Amazon Lex uses the automatic speech recognition and natural language understanding technology that fuels Amazon Alexa to allow developers to quickly build intelligent conversational applications, such as chatbots. With Lex, any application running on the web, a mobile app, or a device, can process natural language using an API or SDK.
Lex will apply automatic speech recognition (referred to as ASR) and natural language understanding (referred to as NLU) to the incoming message to understand the intent of the user. In turn, this inbound request is mapped to a Lambda function which processes the information, forms a response, and passes it back to the user as either voice, using Polly, or text.
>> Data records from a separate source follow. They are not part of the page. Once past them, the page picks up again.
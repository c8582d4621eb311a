//! Untyped rows as read from source files, before normalization.

use std::collections::HashMap;

#[derive(Debug, Clone, Default, PartialEq)]
pub struct RawTable {
    pub headers: Vec<String>,
    /// One entry per header; blank cells are `None`.
    pub rows: Vec<Vec<Option<String>>>,
}

impl RawTable {
    pub fn new(headers: Vec<String>) -> Self {
        Self {
            headers,
            rows: Vec::new(),
        }
    }

    pub fn is_empty(&self) -> bool {
        self.rows.is_empty()
    }

    pub fn len(&self) -> usize {
        self.rows.len()
    }

    /// Append a row, padding or truncating to the header width.
    pub fn push_row(&mut self, mut row: Vec<Option<String>>) {
        row.resize(self.headers.len(), None);
        self.rows.push(row);
    }

    /// Union-of-columns concatenation: columns keep first-appearance order and
    /// cells absent from a table become `None`.
    pub fn concat(tables: Vec<RawTable>) -> RawTable {
        let mut headers: Vec<String> = Vec::new();
        let mut position: HashMap<String, usize> = HashMap::new();
        for t in &tables {
            for h in &t.headers {
                if !position.contains_key(h) {
                    position.insert(h.clone(), headers.len());
                    headers.push(h.clone());
                }
            }
        }

        let mut out = RawTable::new(headers);
        for t in tables {
            let map: Vec<usize> = t.headers.iter().map(|h| position[h]).collect();
            for row in t.rows {
                let mut merged = vec![None; out.headers.len()];
                for (cell, &dst) in row.into_iter().zip(map.iter()) {
                    merged[dst] = cell;
                }
                out.rows.push(merged);
            }
        }
        out
    }
}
Amazon Lex has an integrated development console that allows users to build multi-step conversations that can be tested in the AWS console and then deployed to a custom platform, Facebook Messenger, Slack, Kik, and Twilio.
Amazon provides a collection of enterprise connectors for Amazon Lex to Salesforce, Microsoft Dynamics, Marketo, Zendesk, Quickbooks, and HubSpot. These connectors help customers build new interfaces around existing enterprise data.
As a fully managed service, Amazon Lex scales automatically, so you don’t need to worry about managing infrastructure.